Plus, as everyone seems to point out, it was free! Nobody paid for games in Europe! Saved 40£! That’s a lot of pints and snooker!

>> No.5213629
File: 165 KB, 700x1017, FDF234C2-6542-4EFA-8B6F-80B882B4CEE1.jpg [View same] [iqdb] [saucenao] [google]
5213629

>>5212495
The Apple II was a useful home computer.

>> No.5214095

>>5206352
>>5206486
I did all that on my A1200 way into the 2000's and I didn't even used an accelerator card in my Amiga.

I used Wordworth for word processing (I could even use the typical TTF fonts from PC with it) and TurboCalc for Spread sheet stuff.
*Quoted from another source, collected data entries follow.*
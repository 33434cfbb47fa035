//! # Runtime events emitted by pools, controllers and the manager.
//!
//! The [`EventKind`] enum classifies event types across four categories:
//! - **Load events**: load attempts, failures, retries, accepted and surplus units
//! - **Dispatch events**: what happened to a unit once it was handed out
//! - **Registry events**: components entering and leaving the directory
//! - **Bootstrap events**: provider init and initialization strategy progress
//!
//! The [`Event`] struct carries metadata such as the resource family and key,
//! attempt number, ready count and a human-readable reason.
//!
//! ## Ordering guarantees
//! Each event has a globally unique sequence number (`seq`) that increases monotonically.
//! Use `seq` to restore the exact order when events are delivered out of order.
//!
//! ## Example
//! ```rust
//! use preloadvisor::{Event, EventKind, ResourceKind};
//!
//! let ev = Event::new(EventKind::LoadFailed)
//!     .with_resource(ResourceKind::Rewarded, "level-end")
//!     .with_reason("no fill")
//!     .with_attempt(2);
//!
//! assert_eq!(ev.kind, EventKind::LoadFailed);
//! assert_eq!(ev.key.as_deref(), Some("level-end"));
//! assert_eq!(ev.attempt, Some(2));
//! ```

use std::sync::Arc;
use std::sync::atomic::{AtomicU64, Ordering as AtomicOrdering};
use std::time::SystemTime;

use crate::resources::ResourceKind;

/// Global sequence counter for event ordering.
static EVENT_SEQ: AtomicU64 = AtomicU64::new(0);

/// Classification of runtime events.
#[derive(Debug, Clone, Copy, PartialEq, Eq, Hash)]
pub enum EventKind {
    // === Load events ===
    /// A load attempt is about to be issued.
    ///
    /// Sets: `resource`, `key`, `attempt` (1-based within the load cycle).
    LoadStarting,

    /// A load attempt failed.
    ///
    /// Sets: `resource`, `key`, `attempt`, `reason`.
    LoadFailed,

    /// The failed attempt will be retried immediately.
    ///
    /// Sets: `resource`, `key`, `attempt` (the failed one), `retries` (shared counter value).
    RetryScheduled,

    /// The retry ceiling was exceeded; the load cycle gave up.
    ///
    /// Sets: `resource`, `key`, `attempt`, `reason`.
    RetriesExhausted,

    /// A unit was loaded and accepted by its component.
    ///
    /// Sets: `resource`, `key`, `unit`, `ready` (pools only).
    UnitLoaded,

    /// A loaded unit was discarded because its pool was full or disposed.
    ///
    /// Sets: `resource`, `key`, `unit`, `reason`.
    SurplusDiscarded,

    // === Dispatch events ===
    /// The probability gate rejected a take/load request.
    ///
    /// Sets: `resource`, `key`.
    GateClosed,

    /// A take found no ready unit.
    ///
    /// Sets: `resource`, `key`.
    PoolDepleted,

    /// A unit was removed from its component and handed to the provider for display.
    ///
    /// Sets: `resource`, `key`, `unit`, `ready` (pools only).
    UnitDispatched,

    /// Provider reported the unit visible.
    UnitShown,

    /// Provider recorded an impression.
    UnitImpression,

    /// Provider reported a click.
    UnitClicked,

    /// Provider is about to dismiss the unit.
    UnitWillDismiss,

    /// Presentation ended; the unit has been disposed.
    UnitDismissed,

    /// Presentation failed; the unit has been disposed.
    ///
    /// Sets: `reason`.
    UnitShowFailed,

    /// Consumer earned the unit's reward.
    ///
    /// Sets: `reason` (reward kind and amount).
    UnitConsumed,

    /// A unit was released through the provider.
    ///
    /// Sets: `resource`, `key`, `unit`.
    UnitDisposed,

    // === Registry events ===
    /// A component was added to the registry.
    ///
    /// Sets: `resource`, `key`.
    ComponentRegistered,

    /// A registration was refused because the `(kind, key)` pair is live.
    ///
    /// Sets: `resource`, `key`, `reason`.
    DuplicateRejected,

    /// A component left the registry (disposed, failed or shut down).
    ///
    /// Sets: `resource`, `key`.
    ComponentRemoved,

    // === Bootstrap events ===
    /// Provider bootstrap finished.
    ProviderInitialized,

    /// Every component started by `initialize_all` finished its initial load.
    ///
    /// Sets: `reason` (strategy label).
    InitializationComplete,

    /// A component or the provider failed during a background initialization.
    ///
    /// Sets: `resource`/`key` when known, `reason`.
    InitializationFailed,

    /// The manager is shutting down.
    ShutdownRequested,
}

/// Runtime event with optional metadata.
///
/// - `seq`: monotonic global sequence for ordering
/// - `at`: wall-clock timestamp (for logs)
/// - other optional fields are set depending on the [`EventKind`]
#[derive(Clone, Debug)]
pub struct Event {
    /// Globally unique, monotonically increasing sequence number.
    pub seq: u64,
    /// Wall-clock timestamp.
    pub at: SystemTime,
    /// Event classification.
    pub kind: EventKind,

    /// Family of the resource, if applicable.
    pub resource: Option<ResourceKind>,
    /// Resource key, if applicable.
    pub key: Option<Arc<str>>,
    /// Id of the unit involved.
    pub unit: Option<u64>,
    /// Attempt number within a load cycle (starting from 1).
    pub attempt: Option<u32>,
    /// Value of the shared retry counter.
    pub retries: Option<u32>,
    /// Ready units after the change (pools only).
    pub ready: Option<usize>,
    /// Human-readable reason (errors, overflow details, etc.).
    pub reason: Option<Arc<str>>,
}

impl Event {
    /// Creates a new event of the given kind with current timestamp and next sequence number.
    pub fn new(kind: EventKind) -> Self {
        Self {
            seq: EVENT_SEQ.fetch_add(1, AtomicOrdering::Relaxed),
            at: SystemTime::now(),
            kind,
            resource: None,
            key: None,
            unit: None,
            attempt: None,
            retries: None,
            ready: None,
            reason: None,
        }
    }

    /// Attaches the resource family and key.
    #[inline]
    pub fn with_resource(mut self, kind: ResourceKind, key: impl Into<Arc<str>>) -> Self {
        self.resource = Some(kind);
        self.key = Some(key.into());
        self
    }

    /// Attaches a human-readable reason.
    #[inline]
    pub fn with_reason(mut self, reason: impl Into<Arc<str>>) -> Self {
        self.reason = Some(reason.into());
        self
    }

    /// Attaches a unit id.
    #[inline]
    pub fn with_unit(mut self, id: u64) -> Self {
        self.unit = Some(id);
        self
    }

    /// Attaches an attempt number.
    #[inline]
    pub fn with_attempt(mut self, n: u32) -> Self {
        self.attempt = Some(n);
        self
    }

    /// Attaches the shared retry counter value.
    #[inline]
    pub fn with_retries(mut self, n: u32) -> Self {
        self.retries = Some(n);
        self
    }

    /// Attaches the ready count.
    #[inline]
    pub fn with_ready(mut self, n: usize) -> Self {
        self.ready = Some(n);
        self
    }

    /// True for events that concern one specific resource.
    #[inline]
    pub fn is_resource_event(&self) -> bool {
        self.resource.is_some()
    }
}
https://www.vesalia.de/e_turbocalc5.htm
https://www.vesalia.de/e_wordworth7.htm

That notion about the Amiga not having productivity software is just a meme btw.:
https://en.wikipedia.org/wiki/Amiga_productivity_software#Word_processing_and_page_layout

Especially in the last decade that I used my amiga (until 2008) I hardly used it for games and almost exclusively for productivity software, internet stuff etc.

>> No.5214437

>>5214095
It did but Amiga productivity software was usually low budget and amateurish compared to the giants like Excel and dBase. The 200 line video and 8x8 text was also not very nice to look at.

>> No.5214460

>>5213620
The Amstrad Contra is actually pretty good all things considered, although they had to leave out scrolling because the CPU just couldn't lug around a 16k video page like that.